TASK INSTRUCTIONS:
Extract each line holding the word "zeros" from the entries.

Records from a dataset
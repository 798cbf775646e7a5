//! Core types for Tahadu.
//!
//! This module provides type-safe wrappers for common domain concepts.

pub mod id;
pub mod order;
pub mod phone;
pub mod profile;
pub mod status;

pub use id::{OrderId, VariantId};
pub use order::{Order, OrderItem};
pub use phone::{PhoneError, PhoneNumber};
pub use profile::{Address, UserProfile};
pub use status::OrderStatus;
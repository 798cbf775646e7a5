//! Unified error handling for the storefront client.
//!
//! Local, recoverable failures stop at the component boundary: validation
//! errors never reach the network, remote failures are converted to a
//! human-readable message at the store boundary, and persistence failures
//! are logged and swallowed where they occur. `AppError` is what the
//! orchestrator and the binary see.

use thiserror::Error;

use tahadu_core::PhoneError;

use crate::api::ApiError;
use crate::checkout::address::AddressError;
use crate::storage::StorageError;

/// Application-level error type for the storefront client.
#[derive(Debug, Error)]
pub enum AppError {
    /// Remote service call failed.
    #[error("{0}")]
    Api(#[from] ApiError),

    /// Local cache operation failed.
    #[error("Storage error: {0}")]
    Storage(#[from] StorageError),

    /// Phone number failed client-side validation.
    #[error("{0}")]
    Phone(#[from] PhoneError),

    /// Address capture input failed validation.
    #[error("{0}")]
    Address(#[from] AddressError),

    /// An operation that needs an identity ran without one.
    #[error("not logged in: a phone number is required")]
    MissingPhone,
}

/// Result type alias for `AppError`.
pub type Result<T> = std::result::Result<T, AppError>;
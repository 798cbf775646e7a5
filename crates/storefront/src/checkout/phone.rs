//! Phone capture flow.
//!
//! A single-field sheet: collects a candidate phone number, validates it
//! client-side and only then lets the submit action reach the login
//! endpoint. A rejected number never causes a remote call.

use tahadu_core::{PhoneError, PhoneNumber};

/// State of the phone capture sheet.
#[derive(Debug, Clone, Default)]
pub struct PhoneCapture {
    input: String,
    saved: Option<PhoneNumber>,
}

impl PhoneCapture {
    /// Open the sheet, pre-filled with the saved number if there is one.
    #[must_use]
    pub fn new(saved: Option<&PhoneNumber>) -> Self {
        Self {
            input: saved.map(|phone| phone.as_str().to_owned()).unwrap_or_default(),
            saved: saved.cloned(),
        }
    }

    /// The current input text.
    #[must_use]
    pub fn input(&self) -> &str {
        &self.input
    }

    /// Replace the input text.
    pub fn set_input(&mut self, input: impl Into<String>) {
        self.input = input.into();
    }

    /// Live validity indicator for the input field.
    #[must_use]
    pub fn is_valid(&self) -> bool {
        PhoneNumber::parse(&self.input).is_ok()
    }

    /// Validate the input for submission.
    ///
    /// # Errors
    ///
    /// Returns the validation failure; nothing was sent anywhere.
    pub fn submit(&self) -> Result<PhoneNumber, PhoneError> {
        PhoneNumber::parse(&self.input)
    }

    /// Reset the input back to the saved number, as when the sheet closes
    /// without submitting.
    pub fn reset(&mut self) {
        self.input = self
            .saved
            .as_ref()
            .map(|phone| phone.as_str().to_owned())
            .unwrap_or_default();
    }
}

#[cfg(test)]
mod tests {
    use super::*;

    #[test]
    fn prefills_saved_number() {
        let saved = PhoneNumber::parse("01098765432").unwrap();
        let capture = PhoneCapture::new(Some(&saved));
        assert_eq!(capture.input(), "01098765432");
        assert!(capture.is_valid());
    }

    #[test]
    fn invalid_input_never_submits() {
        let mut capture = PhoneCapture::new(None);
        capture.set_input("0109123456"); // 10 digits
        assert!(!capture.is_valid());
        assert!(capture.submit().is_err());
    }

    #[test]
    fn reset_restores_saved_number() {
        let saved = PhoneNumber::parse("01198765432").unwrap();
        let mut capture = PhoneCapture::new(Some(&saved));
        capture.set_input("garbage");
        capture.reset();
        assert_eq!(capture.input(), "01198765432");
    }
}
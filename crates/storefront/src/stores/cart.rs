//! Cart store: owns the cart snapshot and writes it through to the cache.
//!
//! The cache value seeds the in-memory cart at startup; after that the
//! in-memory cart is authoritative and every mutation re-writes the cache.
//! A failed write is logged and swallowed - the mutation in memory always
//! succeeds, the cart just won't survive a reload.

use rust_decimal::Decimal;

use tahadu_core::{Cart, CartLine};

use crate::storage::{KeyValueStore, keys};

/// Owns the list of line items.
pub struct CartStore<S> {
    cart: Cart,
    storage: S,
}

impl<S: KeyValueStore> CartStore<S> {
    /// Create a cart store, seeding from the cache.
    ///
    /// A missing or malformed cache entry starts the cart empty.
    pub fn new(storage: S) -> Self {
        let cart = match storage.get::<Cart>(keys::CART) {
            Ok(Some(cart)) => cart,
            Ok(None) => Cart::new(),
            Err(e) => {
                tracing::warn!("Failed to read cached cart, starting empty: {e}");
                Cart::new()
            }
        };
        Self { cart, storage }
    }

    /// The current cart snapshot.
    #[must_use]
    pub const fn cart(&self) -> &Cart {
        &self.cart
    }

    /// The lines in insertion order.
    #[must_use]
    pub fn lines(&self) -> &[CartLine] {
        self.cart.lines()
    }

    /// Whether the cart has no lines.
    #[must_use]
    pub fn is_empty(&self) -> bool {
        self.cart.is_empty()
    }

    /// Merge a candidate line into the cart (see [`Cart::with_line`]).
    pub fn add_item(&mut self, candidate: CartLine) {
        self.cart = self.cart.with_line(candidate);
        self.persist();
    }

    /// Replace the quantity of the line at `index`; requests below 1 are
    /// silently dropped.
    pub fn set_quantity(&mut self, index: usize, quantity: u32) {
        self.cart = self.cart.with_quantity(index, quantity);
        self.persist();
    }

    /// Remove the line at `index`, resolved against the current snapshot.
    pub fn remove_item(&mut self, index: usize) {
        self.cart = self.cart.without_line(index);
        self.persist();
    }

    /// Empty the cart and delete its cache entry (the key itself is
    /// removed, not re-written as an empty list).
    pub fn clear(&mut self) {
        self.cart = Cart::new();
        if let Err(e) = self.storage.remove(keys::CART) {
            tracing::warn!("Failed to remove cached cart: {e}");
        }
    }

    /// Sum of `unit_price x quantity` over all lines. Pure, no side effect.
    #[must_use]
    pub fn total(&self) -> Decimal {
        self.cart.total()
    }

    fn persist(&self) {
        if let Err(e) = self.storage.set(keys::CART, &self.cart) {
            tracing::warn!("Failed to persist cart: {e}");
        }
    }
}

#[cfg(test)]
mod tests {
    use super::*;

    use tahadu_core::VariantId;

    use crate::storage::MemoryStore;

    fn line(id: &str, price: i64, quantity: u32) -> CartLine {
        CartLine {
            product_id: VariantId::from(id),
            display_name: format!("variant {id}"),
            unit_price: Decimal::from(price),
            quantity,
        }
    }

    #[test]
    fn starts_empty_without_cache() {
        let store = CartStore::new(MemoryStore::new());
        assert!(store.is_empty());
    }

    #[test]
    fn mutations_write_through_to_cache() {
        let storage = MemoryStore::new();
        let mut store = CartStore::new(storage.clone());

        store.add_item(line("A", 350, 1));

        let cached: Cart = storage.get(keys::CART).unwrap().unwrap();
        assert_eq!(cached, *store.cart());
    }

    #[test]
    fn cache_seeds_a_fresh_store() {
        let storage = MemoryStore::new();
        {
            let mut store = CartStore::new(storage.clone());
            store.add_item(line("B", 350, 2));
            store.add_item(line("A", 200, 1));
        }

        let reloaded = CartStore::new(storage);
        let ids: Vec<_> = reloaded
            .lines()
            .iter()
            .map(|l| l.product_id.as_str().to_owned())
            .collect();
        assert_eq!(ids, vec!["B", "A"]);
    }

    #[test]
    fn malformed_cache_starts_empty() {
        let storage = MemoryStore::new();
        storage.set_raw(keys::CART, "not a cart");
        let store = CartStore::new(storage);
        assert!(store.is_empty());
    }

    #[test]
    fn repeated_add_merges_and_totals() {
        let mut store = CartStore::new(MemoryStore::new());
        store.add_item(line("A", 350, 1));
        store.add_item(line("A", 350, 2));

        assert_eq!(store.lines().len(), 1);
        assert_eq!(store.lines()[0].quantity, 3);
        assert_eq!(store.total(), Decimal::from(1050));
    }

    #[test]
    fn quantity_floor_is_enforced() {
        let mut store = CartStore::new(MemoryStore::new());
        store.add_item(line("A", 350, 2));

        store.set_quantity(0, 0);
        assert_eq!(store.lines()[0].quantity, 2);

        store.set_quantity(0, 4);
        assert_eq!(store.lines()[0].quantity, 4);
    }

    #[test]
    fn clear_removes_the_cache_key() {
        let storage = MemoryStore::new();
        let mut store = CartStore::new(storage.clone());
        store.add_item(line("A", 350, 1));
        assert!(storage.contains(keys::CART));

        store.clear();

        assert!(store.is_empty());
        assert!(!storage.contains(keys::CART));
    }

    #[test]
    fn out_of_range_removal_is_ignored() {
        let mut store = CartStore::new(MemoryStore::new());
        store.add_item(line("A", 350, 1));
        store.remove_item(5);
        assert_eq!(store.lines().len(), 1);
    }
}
--
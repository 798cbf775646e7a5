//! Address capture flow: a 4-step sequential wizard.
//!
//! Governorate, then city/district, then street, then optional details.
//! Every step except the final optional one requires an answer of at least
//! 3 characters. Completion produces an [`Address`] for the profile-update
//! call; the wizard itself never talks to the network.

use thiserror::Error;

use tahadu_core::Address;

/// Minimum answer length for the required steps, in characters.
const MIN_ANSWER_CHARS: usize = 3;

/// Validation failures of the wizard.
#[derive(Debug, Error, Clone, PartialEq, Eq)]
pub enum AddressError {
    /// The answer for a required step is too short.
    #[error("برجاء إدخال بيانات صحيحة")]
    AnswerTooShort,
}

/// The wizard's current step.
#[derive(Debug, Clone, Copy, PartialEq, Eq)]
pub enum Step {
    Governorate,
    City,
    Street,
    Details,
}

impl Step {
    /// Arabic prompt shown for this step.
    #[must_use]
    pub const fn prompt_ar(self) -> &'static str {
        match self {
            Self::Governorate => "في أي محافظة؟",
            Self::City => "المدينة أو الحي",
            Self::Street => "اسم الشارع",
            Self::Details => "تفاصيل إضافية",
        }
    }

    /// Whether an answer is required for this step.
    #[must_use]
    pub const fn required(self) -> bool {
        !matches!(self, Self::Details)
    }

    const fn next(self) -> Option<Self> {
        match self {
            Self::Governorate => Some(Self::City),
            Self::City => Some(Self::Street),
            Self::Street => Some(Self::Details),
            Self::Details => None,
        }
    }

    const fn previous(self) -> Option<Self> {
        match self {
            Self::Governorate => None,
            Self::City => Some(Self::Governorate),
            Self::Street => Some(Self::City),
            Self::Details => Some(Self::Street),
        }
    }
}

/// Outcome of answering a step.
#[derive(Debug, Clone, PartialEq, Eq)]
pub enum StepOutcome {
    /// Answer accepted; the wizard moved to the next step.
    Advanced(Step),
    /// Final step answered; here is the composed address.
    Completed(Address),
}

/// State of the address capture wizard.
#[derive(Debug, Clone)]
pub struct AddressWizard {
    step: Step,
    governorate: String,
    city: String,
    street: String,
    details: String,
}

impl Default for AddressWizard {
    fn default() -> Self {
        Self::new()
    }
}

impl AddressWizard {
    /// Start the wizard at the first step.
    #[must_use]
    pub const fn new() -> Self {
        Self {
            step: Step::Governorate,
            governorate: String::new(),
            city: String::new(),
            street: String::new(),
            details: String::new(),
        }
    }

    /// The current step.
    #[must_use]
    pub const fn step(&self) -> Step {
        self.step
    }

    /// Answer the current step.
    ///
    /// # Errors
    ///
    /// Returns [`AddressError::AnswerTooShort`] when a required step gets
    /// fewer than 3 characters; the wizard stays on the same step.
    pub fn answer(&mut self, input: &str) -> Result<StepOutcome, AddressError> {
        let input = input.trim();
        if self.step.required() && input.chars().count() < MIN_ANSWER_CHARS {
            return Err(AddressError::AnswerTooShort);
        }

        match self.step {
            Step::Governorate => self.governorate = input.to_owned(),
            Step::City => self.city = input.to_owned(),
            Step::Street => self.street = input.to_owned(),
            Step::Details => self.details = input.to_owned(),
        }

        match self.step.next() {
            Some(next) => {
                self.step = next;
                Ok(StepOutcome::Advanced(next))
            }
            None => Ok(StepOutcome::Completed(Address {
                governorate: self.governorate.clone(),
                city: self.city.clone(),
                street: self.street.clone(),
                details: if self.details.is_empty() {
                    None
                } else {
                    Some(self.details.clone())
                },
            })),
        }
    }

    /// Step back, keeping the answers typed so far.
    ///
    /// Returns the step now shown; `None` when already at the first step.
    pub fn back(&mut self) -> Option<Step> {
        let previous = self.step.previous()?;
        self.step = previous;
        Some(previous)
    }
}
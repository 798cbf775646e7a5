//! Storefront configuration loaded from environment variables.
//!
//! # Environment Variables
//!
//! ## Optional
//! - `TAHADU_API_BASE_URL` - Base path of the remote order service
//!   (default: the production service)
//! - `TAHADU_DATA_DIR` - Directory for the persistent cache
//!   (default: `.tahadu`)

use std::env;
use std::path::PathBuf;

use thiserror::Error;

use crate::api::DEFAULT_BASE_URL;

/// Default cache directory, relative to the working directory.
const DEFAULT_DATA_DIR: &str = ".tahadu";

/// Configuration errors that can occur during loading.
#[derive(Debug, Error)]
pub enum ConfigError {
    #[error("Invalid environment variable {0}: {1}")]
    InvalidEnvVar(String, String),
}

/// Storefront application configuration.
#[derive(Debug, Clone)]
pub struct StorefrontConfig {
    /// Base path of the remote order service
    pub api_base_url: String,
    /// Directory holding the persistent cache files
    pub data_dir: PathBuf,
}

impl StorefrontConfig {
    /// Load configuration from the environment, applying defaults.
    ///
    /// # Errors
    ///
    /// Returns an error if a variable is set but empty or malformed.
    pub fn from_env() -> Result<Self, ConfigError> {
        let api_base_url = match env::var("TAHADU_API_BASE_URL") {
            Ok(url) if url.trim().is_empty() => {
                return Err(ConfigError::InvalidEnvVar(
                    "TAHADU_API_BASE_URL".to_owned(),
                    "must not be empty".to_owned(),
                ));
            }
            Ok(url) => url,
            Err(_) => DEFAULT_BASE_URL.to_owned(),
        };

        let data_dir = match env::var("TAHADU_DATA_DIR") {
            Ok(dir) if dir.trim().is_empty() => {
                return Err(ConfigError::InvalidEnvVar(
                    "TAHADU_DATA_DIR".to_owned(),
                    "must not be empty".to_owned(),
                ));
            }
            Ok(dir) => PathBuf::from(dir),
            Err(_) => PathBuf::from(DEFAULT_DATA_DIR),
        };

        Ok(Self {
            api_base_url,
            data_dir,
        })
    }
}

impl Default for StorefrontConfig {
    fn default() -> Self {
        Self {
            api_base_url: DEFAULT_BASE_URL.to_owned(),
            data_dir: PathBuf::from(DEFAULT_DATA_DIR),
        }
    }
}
* * *
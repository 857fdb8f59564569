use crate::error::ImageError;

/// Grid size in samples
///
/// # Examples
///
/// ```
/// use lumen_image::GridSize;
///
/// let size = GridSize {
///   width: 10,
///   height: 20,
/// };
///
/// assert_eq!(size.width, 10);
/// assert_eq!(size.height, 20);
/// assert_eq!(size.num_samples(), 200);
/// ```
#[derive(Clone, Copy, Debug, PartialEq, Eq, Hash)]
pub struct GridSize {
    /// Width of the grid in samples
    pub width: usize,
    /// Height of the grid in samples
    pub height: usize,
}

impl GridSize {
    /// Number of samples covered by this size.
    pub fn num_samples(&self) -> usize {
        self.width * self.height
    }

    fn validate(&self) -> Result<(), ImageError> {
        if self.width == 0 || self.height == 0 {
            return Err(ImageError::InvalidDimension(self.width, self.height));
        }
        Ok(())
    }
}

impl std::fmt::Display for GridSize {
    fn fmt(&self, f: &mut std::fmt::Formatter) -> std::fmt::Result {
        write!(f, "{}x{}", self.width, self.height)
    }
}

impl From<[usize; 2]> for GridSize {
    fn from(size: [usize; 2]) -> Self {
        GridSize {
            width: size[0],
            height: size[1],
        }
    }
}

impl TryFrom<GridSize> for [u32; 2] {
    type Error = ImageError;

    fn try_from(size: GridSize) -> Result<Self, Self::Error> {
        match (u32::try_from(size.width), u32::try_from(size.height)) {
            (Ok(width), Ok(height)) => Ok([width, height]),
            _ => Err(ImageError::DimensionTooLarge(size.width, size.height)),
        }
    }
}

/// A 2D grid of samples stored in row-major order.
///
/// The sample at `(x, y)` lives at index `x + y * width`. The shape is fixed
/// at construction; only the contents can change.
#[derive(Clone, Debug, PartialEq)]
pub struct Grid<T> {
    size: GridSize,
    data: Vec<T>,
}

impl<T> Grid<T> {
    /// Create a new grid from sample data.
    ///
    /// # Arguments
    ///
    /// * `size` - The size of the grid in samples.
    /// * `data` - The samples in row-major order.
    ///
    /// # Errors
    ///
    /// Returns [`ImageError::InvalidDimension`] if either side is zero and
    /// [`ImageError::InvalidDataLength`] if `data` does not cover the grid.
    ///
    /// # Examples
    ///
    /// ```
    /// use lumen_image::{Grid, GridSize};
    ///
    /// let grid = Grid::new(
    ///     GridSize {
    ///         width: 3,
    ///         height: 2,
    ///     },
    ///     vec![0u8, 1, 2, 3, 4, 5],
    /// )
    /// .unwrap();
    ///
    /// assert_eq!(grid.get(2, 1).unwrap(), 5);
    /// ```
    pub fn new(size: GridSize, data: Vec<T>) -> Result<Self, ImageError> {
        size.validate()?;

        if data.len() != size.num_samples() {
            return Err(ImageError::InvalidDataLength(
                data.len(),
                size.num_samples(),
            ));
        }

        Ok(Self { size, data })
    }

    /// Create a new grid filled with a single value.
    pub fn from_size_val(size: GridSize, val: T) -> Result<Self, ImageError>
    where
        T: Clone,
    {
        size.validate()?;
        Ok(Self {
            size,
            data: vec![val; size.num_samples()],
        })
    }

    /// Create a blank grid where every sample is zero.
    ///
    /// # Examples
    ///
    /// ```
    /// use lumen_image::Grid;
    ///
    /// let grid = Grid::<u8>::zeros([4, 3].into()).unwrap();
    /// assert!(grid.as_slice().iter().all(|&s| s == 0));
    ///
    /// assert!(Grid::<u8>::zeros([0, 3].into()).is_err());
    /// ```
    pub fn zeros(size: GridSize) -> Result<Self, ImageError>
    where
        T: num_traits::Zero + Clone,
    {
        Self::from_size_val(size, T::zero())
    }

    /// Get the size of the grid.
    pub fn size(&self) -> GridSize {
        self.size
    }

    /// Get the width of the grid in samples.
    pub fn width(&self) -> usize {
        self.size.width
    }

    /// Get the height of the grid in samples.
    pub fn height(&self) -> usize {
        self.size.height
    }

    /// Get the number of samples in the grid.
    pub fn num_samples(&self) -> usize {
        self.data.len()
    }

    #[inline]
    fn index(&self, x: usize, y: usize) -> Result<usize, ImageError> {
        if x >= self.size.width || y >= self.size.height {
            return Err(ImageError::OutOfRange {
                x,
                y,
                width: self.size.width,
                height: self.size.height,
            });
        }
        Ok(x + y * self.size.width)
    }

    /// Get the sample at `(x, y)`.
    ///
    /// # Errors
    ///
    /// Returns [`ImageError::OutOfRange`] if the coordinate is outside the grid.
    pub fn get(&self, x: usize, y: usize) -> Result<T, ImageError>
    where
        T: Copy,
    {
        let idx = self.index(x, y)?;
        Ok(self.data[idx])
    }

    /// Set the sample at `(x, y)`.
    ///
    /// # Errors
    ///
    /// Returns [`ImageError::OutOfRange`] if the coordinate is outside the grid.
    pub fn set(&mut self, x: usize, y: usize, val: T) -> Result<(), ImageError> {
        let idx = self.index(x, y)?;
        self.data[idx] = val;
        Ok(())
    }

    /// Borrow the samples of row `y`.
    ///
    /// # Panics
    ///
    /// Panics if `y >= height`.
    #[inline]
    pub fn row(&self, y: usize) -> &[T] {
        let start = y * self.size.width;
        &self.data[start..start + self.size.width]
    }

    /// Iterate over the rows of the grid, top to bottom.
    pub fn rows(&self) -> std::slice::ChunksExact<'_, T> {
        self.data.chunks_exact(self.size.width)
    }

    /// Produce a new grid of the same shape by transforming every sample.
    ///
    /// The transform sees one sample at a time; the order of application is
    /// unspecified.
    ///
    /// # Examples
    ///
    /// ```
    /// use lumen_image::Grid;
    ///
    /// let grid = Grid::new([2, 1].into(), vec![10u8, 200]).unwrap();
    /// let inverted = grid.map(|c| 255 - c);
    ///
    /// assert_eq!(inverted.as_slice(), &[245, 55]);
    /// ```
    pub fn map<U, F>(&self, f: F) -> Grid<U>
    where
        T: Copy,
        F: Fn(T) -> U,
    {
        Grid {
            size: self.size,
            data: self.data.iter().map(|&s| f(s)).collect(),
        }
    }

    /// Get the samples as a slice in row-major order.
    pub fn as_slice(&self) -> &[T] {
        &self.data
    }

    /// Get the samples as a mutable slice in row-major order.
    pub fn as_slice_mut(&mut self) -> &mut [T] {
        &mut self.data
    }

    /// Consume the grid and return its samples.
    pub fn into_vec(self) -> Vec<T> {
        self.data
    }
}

EXERCISE ANSWER:
    /// let grid = Grid::<u8>::zeros([4, 3].into()).unwrap();
    /// assert!(Grid::<u8>::zeros([0, 3].into()).is_err());
    pub fn zeros(size: GridSize) -> Result<Self, ImageError>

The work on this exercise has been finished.